Problem statement:
When the word "from" appears in a line of the data below, list that line.

Collected data entries:
__________________________________________________
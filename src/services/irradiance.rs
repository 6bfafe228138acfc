/// ============================================================
///  Irradiance & Expected-Power Model
///
///  Pure, total functions; nothing here fails or does I/O.
///  Out-of-domain inputs are clamped, night is signalled by
///  sentinels (0 W/m² GHI, infinite air mass).
///
///   1. Solar geometry  – Cooper declination, fixed-UTC solar
///                        noon, hour angle, altitude
///   2. Air mass        – Kasten & Young (1989)
///   3. Clear-sky GHI   – eccentricity-corrected solar constant
///                        × Hottel beam + Liu-Jordan diffuse
///   4. Cloud cover     – linear attenuation, diffuse floor
///   5. Cell temperature – NOCT linear rise
///   6. Expected power  – P = P_nom × (G/1000) × (1 − L_temp) × (1 − L_sys)
/// ============================================================

use chrono::{DateTime, Datelike, Timelike, Utc};
use std::f64::consts::PI;

// ─── Physical constants ──────────────────────────────────────
const SC: f64 = 1361.0; // Solar constant W/m²
const DEG: f64 = PI / 180.0;

pub const STC_IRRADIANCE_W_M2: f64 = 1000.0;
pub const REFERENCE_CELL_TEMP_C: f64 = 25.0;
pub const DEFAULT_NOCT_C: f64 = 45.0;
pub const DEFAULT_TEMP_COEFF: f64 = -0.004; // 1/°C, typical c-Si

/// Fraction of clear-sky GHI that survives full overcast (diffuse only).
const OVERCAST_FLOOR: f64 = 0.25;

/// Solar declination in degrees (Cooper 1969).
pub fn solar_declination_deg(day_of_year: u32) -> f64 {
    let n = day_of_year.clamp(1, 366) as f64;
    23.45 * (DEG * 360.0 / 365.0 * (284.0 + n)).sin()
}

/// Solar altitude above the horizon in degrees.
pub fn solar_altitude_deg(lat_deg: f64, declination_deg: f64, hour_angle_deg: f64) -> f64 {
    let lat = lat_deg.clamp(-90.0, 90.0) * DEG;
    let decl = declination_deg * DEG;
    let omega = hour_angle_deg * DEG;
    let sin_alpha = lat.sin() * decl.sin() + lat.cos() * decl.cos() * omega.cos();
    // asin is undefined outside [-1, 1]; rounding can push us just past it
    sin_alpha.clamp(-1.0, 1.0).asin() / DEG
}

/// Relative optical air mass (Kasten & Young 1989).
///
/// Returns `f64::INFINITY` once the sun is at or below the horizon; check for
/// night before feeding this into anything else.
pub fn air_mass(altitude_deg: f64) -> f64 {
    if altitude_deg <= 0.0 {
        return f64::INFINITY;
    }
    1.0 / ((altitude_deg * DEG).sin() + 0.50572 * (altitude_deg + 6.07995).powf(-1.6364))
}

/// Extraterrestrial normal irradiance corrected for orbital eccentricity.
pub fn extraterrestrial_irradiance(day_of_year: u32) -> f64 {
    let n = day_of_year.clamp(1, 366) as f64;
    SC * (1.0 + 0.033 * (DEG * 360.0 * n / 365.0).cos())
}

/// Solar noon in decimal UTC hours, from longitude alone (no equation of time).
pub fn solar_noon_utc_hours(lon_deg: f64) -> f64 {
    12.0 - lon_deg.clamp(-180.0, 180.0) / 15.0
}

/// Hour angle in degrees, negative before solar noon, within [-180, 180).
pub fn hour_angle_deg(utc_hours: f64, lon_deg: f64) -> f64 {
    (15.0 * (utc_hours - solar_noon_utc_hours(lon_deg)) + 180.0).rem_euclid(360.0) - 180.0
}

/// Solar altitude at a site for a UTC instant.
pub fn solar_altitude_at(lat_deg: f64, lon_deg: f64, utc: DateTime<Utc>) -> f64 {
    let ut_h = utc.hour() as f64 + utc.minute() as f64 / 60.0 + utc.second() as f64 / 3600.0;
    let decl = solar_declination_deg(utc.ordinal());
    solar_altitude_deg(lat_deg, decl, hour_angle_deg(ut_h, lon_deg))
}

/// Hottel (1976) climate correction factors (r0, r1, rk), chosen by latitude band.
fn hottel_climate_factors(abs_lat: f64) -> (f64, f64, f64) {
    if abs_lat < 23.5 {
        (0.95, 0.98, 1.02) // tropical
    } else if abs_lat < 66.5 {
        (0.97, 0.99, 1.02) // mid-latitude
    } else {
        (0.99, 0.99, 1.01) // sub-arctic
    }
}

/// Clear-sky global horizontal irradiance (W/m²) at sea level.
///
/// 0 exactly when the computed solar altitude is at or below the horizon,
/// strictly positive otherwise.
pub fn clear_sky_ghi(lat_deg: f64, lon_deg: f64, utc: DateTime<Utc>) -> f64 {
    let altitude = solar_altitude_at(lat_deg, lon_deg, utc);
    if altitude <= 0.0 {
        return 0.0;
    }
    let am = air_mass(altitude);
    let e0 = extraterrestrial_irradiance(utc.ordinal());

    // Hottel beam transmittance for site altitude A = 0 km
    let a_km = 0.0_f64;
    let (r0, r1, rk) = hottel_climate_factors(lat_deg.abs().min(90.0));
    let a0 = r0 * (0.4237 - 0.00821 * (6.0 - a_km).powi(2));
    let a1 = r1 * (0.5055 + 0.00595 * (6.5 - a_km).powi(2));
    let k = rk * (0.2711 + 0.01858 * (2.5 - a_km).powi(2));
    let tau_b = a0 + a1 * (-k * am).exp();

    // Liu & Jordan diffuse transmittance
    let tau_d = 0.271 - 0.294 * tau_b;

    (e0 * (altitude * DEG).sin() * (tau_b + tau_d)).max(0.0)
}

/// Attenuates clear-sky GHI by cloud cover. Full overcast keeps the diffuse floor.
pub fn cloud_attenuated_ghi(clear_sky_ghi: f64, cloud_cover_pct: f64) -> f64 {
    let cover = cloud_cover_pct.clamp(0.0, 100.0) / 100.0;
    clear_sky_ghi.max(0.0) * (1.0 - (1.0 - OVERCAST_FLOOR) * cover)
}

/// Cell temperature from the NOCT model: T_cell = T_amb + (NOCT − 20) × G / 800.
pub fn cell_temperature(ambient_c: f64, irradiance_w_m2: f64, noct_c: f64) -> f64 {
    ambient_c + (noct_c - 20.0) * (irradiance_w_m2.max(0.0) / 800.0)
}

/// Fractional power loss from cell heating, in [0, 1]. Zero at or below 25 °C.
pub fn temperature_loss_fraction(cell_temp_c: f64, temp_coeff: f64) -> f64 {
    (-temp_coeff * (cell_temp_c - REFERENCE_CELL_TEMP_C)).clamp(0.0, 1.0)
}

/// Expected DC-side power of a plant in kW, never negative.
pub fn expected_power_kw(
    capacity_kwp: f64,
    irradiance_w_m2: f64,
    cell_temp_c: f64,
    system_loss_fraction: f64,
) -> f64 {
    let temp_loss = temperature_loss_fraction(cell_temp_c, DEFAULT_TEMP_COEFF);
    let sys_loss = system_loss_fraction.clamp(0.0, 1.0);
    (capacity_kwp
        * (irradiance_w_m2.max(0.0) / STC_IRRADIANCE_W_M2)
        * (1.0 - temp_loss)
        * (1.0 - sys_loss))
        .max(0.0)
}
__________________________________________________
Result for this exercise:
/// Solar noon in decimal UTC hours, from longitude alone (no equation of time).
/// Cell temperature from the NOCT model: T_cell = T_amb + (NOCT − 20) × G / 800.
/// Fractional power loss from cell heating, in [0, 1]. Zero at or below 25 °C.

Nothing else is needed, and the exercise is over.